//! CLI command definitions using Clap.
//!
//! This module defines all CLI commands and their arguments, organized into
//! domain-specific submodules:
//!
//! - `actions` - Hotkey action listing
//! - `config_cmd` - Configuration file commands
//! - `desktop` - Running the service and the desktop simulator

use std::io;
use std::path::PathBuf;

use clap::{Args, CommandFactory, Parser, Subcommand};
use clap_complete::{Generator, Shell, generate};

use crate::error::WingmanError;
use crate::{config, logging, schema};

pub mod actions;
pub mod config_cmd;
pub mod desktop;

pub use config_cmd::ConfigCommands;

/// Application version from Cargo.toml.
const APP_VERSION: &str = env!("CARGO_PKG_VERSION");

/// Wingman CLI - keyboard-driven horizontal tiling window manager.
#[derive(Parser, Debug)]
#[command(name = "wingman")]
#[command(author, version = APP_VERSION, about, long_about = None)]
#[command(propagate_version = true)]
pub struct Cli {
    /// Path to a custom configuration file.
    ///
    /// Overrides the default configuration file search paths.
    /// Supports JSONC format (JSON with comments).
    #[arg(long, short, global = true, value_name = "PATH", env = "WINGMAN_CONFIG")]
    pub config: Option<String>,

    /// Log level (error, warn, info, debug, trace) or a full filter directive.
    ///
    /// `WINGMAN_LOG` and `RUST_LOG` take precedence when set.
    #[arg(long, global = true, value_name = "LEVEL")]
    pub log_level: Option<String>,

    /// Disable all log output.
    #[arg(long, short = 's', global = true, alias = "supress")]
    pub quiet: bool,

    #[command(subcommand)]
    command: Commands,
}

/// Simulated desktop geometry shared by `run` and `simulate`.
#[derive(Args, Debug, Clone, Copy, PartialEq, Eq)]
pub struct DesktopArgs {
    /// Number of monitors, placed left to right.
    #[arg(long, default_value_t = 1)]
    pub monitors: u32,

    /// Width of each monitor in pixels.
    #[arg(long, default_value_t = 1920)]
    pub width: i32,

    /// Height of each monitor in pixels.
    #[arg(long, default_value_t = 1080)]
    pub height: i32,
}

/// Available CLI commands.
#[derive(Subcommand, Debug)]
#[command(next_display_order = None)]
pub enum Commands {
    /// Run the tiling service.
    ///
    /// Starts the coordinator and the reconciliation loop on a simulated
    /// desktop and dispatches hotkey triggers read from stdin, one per line.
    /// A trigger is either a bound chord (`Win+Left`) or an action name
    /// (`shift-left`). The final layout is printed on `quit` or end of input.
    #[command(after_long_help = r#"Examples:
  printf 'Win+Left\nquit\n' | wingman run --open editor --open terminal
  wingman run --monitors 2 --width 2560 --height 1440"#)]
    Run {
        #[command(flatten)]
        desktop: DesktopArgs,

        /// Open a window with this title before starting. Repeatable.
        #[arg(long, value_name = "TITLE")]
        open: Vec<String>,

        /// Print the final layout as JSON.
        #[arg(long, short = 'j')]
        json: bool,
    },

    /// Drive a simulated desktop interactively.
    ///
    /// Reads commands from stdin: `open <title> [min-width]`, `close <id>`,
    /// `minimize <id>`, `restore <id>`, `focus <id>`,
    /// `move <id> <left> <top> <right> <bottom>`, `dump`, `quit`. Any other
    /// line is dispatched as a hotkey trigger.
    Simulate {
        #[command(flatten)]
        desktop: DesktopArgs,

        /// Print dumps as JSON.
        #[arg(long, short = 'j')]
        json: bool,
    },

    /// List hotkey actions and the chords bound to them.
    Actions,

    /// Configuration file management commands.
    ///
    /// Initialize, view, and manage the configuration file.
    #[command(subcommand)]
    Config(ConfigCommands),

    /// Output Wingman configuration JSON Schema.
    ///
    /// Outputs a JSON Schema to stdout that describes the structure of the
    /// configuration file. Can be redirected to a file for use with editors
    /// that support JSON Schema validation.
    Schema,

    /// Generate shell completions.
    ///
    /// Outputs shell completion script to stdout for the specified shell.
    /// Can be used with eval or redirected to a file.
    ///
    /// Usage:
    ///   eval "$(wingman completions --shell zsh)"
    ///   wingman completions --shell fish > ~/.config/fish/completions/wingman.fish
    Completions {
        /// The shell to generate completions for.
        #[arg(long, short, value_enum)]
        shell: Shell,
    },
}

impl Cli {
    /// Returns the custom config path if specified via --config flag.
    #[must_use]
    pub fn config_path(&self) -> Option<PathBuf> { self.config.as_deref().map(config::expand_path) }

    /// Execute the CLI command.
    ///
    /// # Errors
    ///
    /// Returns an error if the command execution fails.
    pub fn execute(&self) -> Result<(), WingmanError> {
        logging::init(self.log_level.as_deref(), self.quiet);

        if let Some(path) = self.config_path() {
            if !path.exists() {
                return Err(WingmanError::ConfigError(format!(
                    "Configuration file not found: {}",
                    path.display()
                )));
            }
            config::set_custom_config_path(path);
        }

        match &self.command {
            Commands::Run { desktop, open, json } => desktop::run(*desktop, open, *json),
            Commands::Simulate { desktop, json } => desktop::simulate(*desktop, *json),
            Commands::Actions => {
                actions::print_actions(config::init());
                Ok(())
            }
            Commands::Config(cmd) => config_cmd::execute(cmd),

            Commands::Schema => {
                println!("{}", schema::print_schema());
                Ok(())
            }

            Commands::Completions { shell } => {
                Self::print_completions(*shell);
                Ok(())
            }
        }
    }

    /// Print shell completions to stdout.
    fn print_completions<G: Generator>(generator: G) {
        let mut cmd = Self::command();
        generate(generator, &mut cmd, "wingman", &mut io::stdout());
    }
}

◆ TRY IT ◆
Every entry is to be restated exactly, with no line dropped.

◆ SOLVED EXERCISE ◆
//! CLI command definitions using Clap.
//!
//! This module defines all CLI commands and their arguments, organized into
//! domain-specific submodules:
//!
//! - `actions` - Hotkey action listing
//! - `config_cmd` - Configuration file commands
//! - `desktop` - Running the service and the desktop simulator

use std::io;
use std::path::PathBuf;

use clap::{Args, CommandFactory, Parser, Subcommand};
use clap_complete::{Generator, Shell, generate};

use crate::error::WingmanError;
use crate::{config, logging, schema};

pub mod actions;
pub mod config_cmd;
pub mod desktop;

pub use config_cmd::ConfigCommands;

/// Application version from Cargo.toml.
const APP_VERSION: &str = env!("CARGO_PKG_VERSION");

/// Wingman CLI - keyboard-driven horizontal tiling window manager.
#[derive(Parser, Debug)]
#[command(name = "wingman")]
#[command(author, version = APP_VERSION, about, long_about = None)]
#[command(propagate_version = true)]
pub struct Cli {
    /// Path to a custom configuration file.
    ///
    /// Overrides the default configuration file search paths.
    /// Supports JSONC format (JSON with comments).
    #[arg(long, short, global = true, value_name = "PATH", env = "WINGMAN_CONFIG")]
    pub config: Option<String>,

    /// Log level (error, warn, info, debug, trace) or a full filter directive.
    ///
    /// `WINGMAN_LOG` and `RUST_LOG` take precedence when set.
    #[arg(long, global = true, value_name = "LEVEL")]
    pub log_level: Option<String>,

    /// Disable all log output.
    #[arg(long, short = 's', global = true, alias = "supress")]
    pub quiet: bool,

    #[command(subcommand)]
    command: Commands,
}

/// Simulated desktop geometry shared by `run` and `simulate`.
#[derive(Args, Debug, Clone, Copy, PartialEq, Eq)]
pub struct DesktopArgs {
    /// Number of monitors, placed left to right.
    #[arg(long, default_value_t = 1)]
    pub monitors: u32,

    /// Width of each monitor in pixels.
    #[arg(long, default_value_t = 1920)]
    pub width: i32,

    /// Height of each monitor in pixels.
    #[arg(long, default_value_t = 1080)]
    pub height: i32,
}

/// Available CLI commands.
#[derive(Subcommand, Debug)]
#[command(next_display_order = None)]
pub enum Commands {
    /// Run the tiling service.
    ///
    /// Starts the coordinator and the reconciliation loop on a simulated
    /// desktop and dispatches hotkey triggers read from stdin, one per line.
    /// A trigger is either a bound chord (`Win+Left`) or an action name
    /// (`shift-left`). The final layout is printed on `quit` or end of input.
    #[command(after_long_help = r#"Examples:
  printf 'Win+Left\nquit\n' | wingman run --open editor --open terminal
  wingman run --monitors 2 --width 2560 --height 1440"#)]
    Run {
        #[command(flatten)]
        desktop: DesktopArgs,

        /// Open a window with this title before starting. Repeatable.
        #[arg(long, value_name = "TITLE")]
        open: Vec<String>,

        /// Print the final layout as JSON.
        #[arg(long, short = 'j')]
        json: bool,
    },

    /// Drive a simulated desktop interactively.
    ///
    /// Reads commands from stdin: `open <title> [min-width]`, `close <id>`,
    /// `minimize <id>`, `restore <id>`, `focus <id>`,
    /// `move <id> <left> <top> <right> <bottom>`, `dump`, `quit`. Any other
    /// line is dispatched as a hotkey trigger.
    Simulate {
        #[command(flatten)]
        desktop: DesktopArgs,

        /// Print dumps as JSON.
        #[arg(long, short = 'j')]
        json: bool,
    },

    /// List hotkey actions and the chords bound to them.
    Actions,

    /// Configuration file management commands.
    ///
    /// Initialize, view, and manage the configuration file.
    #[command(subcommand)]
    Config(ConfigCommands),

    /// Output Wingman configuration JSON Schema.
    ///
    /// Outputs a JSON Schema to stdout that describes the structure of the
    /// configuration file. Can be redirected to a file for use with editors
    /// that support JSON Schema validation.
    Schema,

    /// Generate shell completions.
    ///
    /// Outputs shell completion script to stdout for the specified shell.
    /// Can be used with eval or redirected to a file.
    ///
    /// Usage:
    ///   eval "$(wingman completions --shell zsh)"
    ///   wingman completions --shell fish > ~/.config/fish/completions/wingman.fish
    Completions {
        /// The shell to generate completions for.
        #[arg(long, short, value_enum)]
        shell: Shell,
    },
}

impl Cli {
    /// Returns the custom config path if specified via --config flag.
    #[must_use]
    pub fn config_path(&self) -> Option<PathBuf> { self.config.as_deref().map(config::expand_path) }

    /// Execute the CLI command.
    ///
    /// # Errors
    ///
    /// Returns an error if the command execution fails.
    pub fn execute(&self) -> Result<(), WingmanError> {
        logging::init(self.log_level.as_deref(), self.quiet);

        if let Some(path) = self.config_path() {
            if !path.exists() {
                return Err(WingmanError::ConfigError(format!(
                    "Configuration file not found: {}",
                    path.display()
                )));
            }
            config::set_custom_config_path(path);
        }

        match &self.command {
            Commands::Run { desktop, open, json } => desktop::run(*desktop, open, *json),
            Commands::Simulate { desktop, json } => desktop::simulate(*desktop, *json),
            Commands::Actions => {
                actions::print_actions(config::init());
                Ok(())
            }
            Commands::Config(cmd) => config_cmd::execute(cmd),

            Commands::Schema => {
                println!("{}", schema::print_schema());
                Ok(())
            }

            Commands::Completions { shell } => {
                Self::print_completions(*shell);
                Ok(())
            }
        }
    }

    /// Print shell completions to stdout.
    fn print_completions<G: Generator>(generator: G) {
        let mut cmd = Self::command();
        generate(generator, &mut cmd, "wingman", &mut io::stdout());
    }
}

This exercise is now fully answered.